Bismuth sulfide-based thermoelectric materials have attracted considerable interest owing to their abundance of raw materials and non-toxicity. However, their poor electrical properties, particularly their conductivity, have limited their practical applications. In this work, a melting method and spark plasma sintering were employed to synthesize bulk Bi 2 S 3 materials. The dopant MoCl 5 was used to regulate the electrical properties of Bi 2 S 3 . The results showed that Mo can significantly enhance the conductivity of Bi 2 S 3 compared to other transition metals. The doped sample exhibited an almost two-orders-of-magnitude rise in conductivity relative to the Bi 2 S 3 sample in its pure form.

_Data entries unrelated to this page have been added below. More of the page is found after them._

//! # mdlite
//!
//! A small, line-oriented Markdown to HTML converter.
//!
//! It covers the constructs most documents use: ATX headings, paragraphs,
//! emphasis and strong emphasis, strikethrough, ordered and unordered lists,
//! blockquotes, fenced code blocks, code spans, links, images and thematic
//! breaks. It is not a CommonMark implementation, and its output is only
//! entity-escaped, not sanitized.
//!
//! ## Design
//!
//! Conversion happens in two layers:
//!
//! - **Block parser**: walks the document line by line and decides which block
//!   each line belongs to. Blockquotes are parsed by calling back into the
//!   block parser on the unwrapped lines.
//! - **Inline renderer**: turns the text of one heading, list item or
//!   paragraph into HTML by running an ordered table of regex rules over the
//!   escaped text.
//!
//! Both layers are pure functions of their input; nothing is kept between
//! calls.
//!
//! ## Example
//!
//! ```rust
//! let html = mdlite::parse("# Hello\n\nSome *emphasis* and `code`.");
//! assert_eq!(
//!     html,
//!     "<h1>Hello</h1><p>Some <em>emphasis</em> and <code>code</code>.</p>"
//! );
//! ```
//!
//! ## Example (custom rule)
//!
//! ```rust
//! use mdlite::{MarkdownService, Rule};
//!
//! let mut service = MarkdownService::new();
//! service.add_rule(
//!     "mark",
//!     Rule::from_pattern(r"==(.+?)==", |caps, _| format!("<mark>{}</mark>", &caps[1])).unwrap(),
//! );
//! assert_eq!(service.render_inline("==hi=="), "<mark>hi</mark>");
//! ```

mod block;
mod inline;
mod options;
mod rules;
mod service;
mod utilities;

use once_cell::sync::Lazy;

pub use inline::InlineContext;
pub use options::{LinkTarget, MarkdownOptions};
pub use rules::{ReplacementFn, Rule, Rules};
pub use service::MarkdownService;
pub use utilities::{collapse_whitespace, escape_html, normalize_document};

/// Error type for mdlite operations
#[derive(Debug, thiserror::Error)]
pub enum MarkdownError {
    #[error("Invalid pattern: {0}")]
    InvalidPattern(#[from] regex::Error),

    #[error("Invalid option: {0}")]
    InvalidOption(String),
}

pub type Result<T> = std::result::Result<T, MarkdownError>;

static DEFAULT_SERVICE: Lazy<MarkdownService> = Lazy::new(MarkdownService::new);

/// Convert a Markdown document to HTML with default options.
///
/// Never fails: malformed Markdown degrades to literal text, and empty input
/// gives an empty string.
pub fn parse(document: &str) -> String {
    DEFAULT_SERVICE.parse(document)
}

/// Convert one span of inline Markdown to HTML with default options.
pub fn render_inline(text: &str) -> String {
    DEFAULT_SERVICE.render_inline(text)
}
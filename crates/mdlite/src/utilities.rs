//! Utility functions shared by the block parser and the inline renderer.

/// Escape HTML special characters
pub fn escape_html(text: &str) -> String {
    let mut result = String::with_capacity(text.len());

    for c in text.chars() {
        match c {
            '&' => result.push_str("&amp;"),
            '<' => result.push_str("&lt;"),
            '>' => result.push_str("&gt;"),
            '"' => result.push_str("&quot;"),
            '\'' => result.push_str("&#39;"),
            _ => result.push(c),
        }
    }

    result
}

/// Normalize line endings to LF, expand tabs, and trim trailing whitespace
/// from the end of the document.
pub fn normalize_document(document: &str, tab_width: usize) -> String {
    let tab = " ".repeat(tab_width);
    let mut result = String::with_capacity(document.len());
    let mut chars = document.chars().peekable();

    while let Some(c) = chars.next() {
        match c {
            '\r' => {
                if chars.peek() == Some(&'\n') {
                    chars.next();
                }
                result.push('\n');
            }
            '\t' => result.push_str(&tab),
            _ => result.push(c),
        }
    }

    let trimmed_len = result.trim_end().len();
    result.truncate(trimmed_len);
    result
}

/// Collapse every whitespace run into a single space and trim both ends
pub fn collapse_whitespace(s: &str) -> String {
    let mut result = String::with_capacity(s.len());
    let mut prev_was_whitespace = false;

    for c in s.trim().chars() {
        if c.is_whitespace() {
            if !prev_was_whitespace {
                result.push(' ');
                prev_was_whitespace = true;
            }
        } else {
            result.push(c);
            prev_was_whitespace = false;
        }
    }

    result
}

Due to its superior conductivity, the Bi 2 S 3 +1 wt% MoCl5 sample achieved an excellent power factor of 550 μW m −1 K −1 which is the maximum ever reported in the Bi 2 S 3 system. Simultaneously, the ZT value of this sample approached 0.70 at 773 K, which is a six-fold improvement compared to the pristine sample. Density functional theory was applied to understand the electronic structure changes of the Mo-doped sample, which revealed that trace amounts of MoCl 5 doping could significantly boost the density of states in the vicinity of the conduction band and shift the Fermi level to the valence band, leading to a reduction in the bandgap and an increase in free electrons. This work offers new insights into the role of Mo elements in thermoelectric materials and provides a good strategy for augmenting the thermoelectric figures of merit of other n-type thermoelectric materials with inadequate electrical conductivity in the future.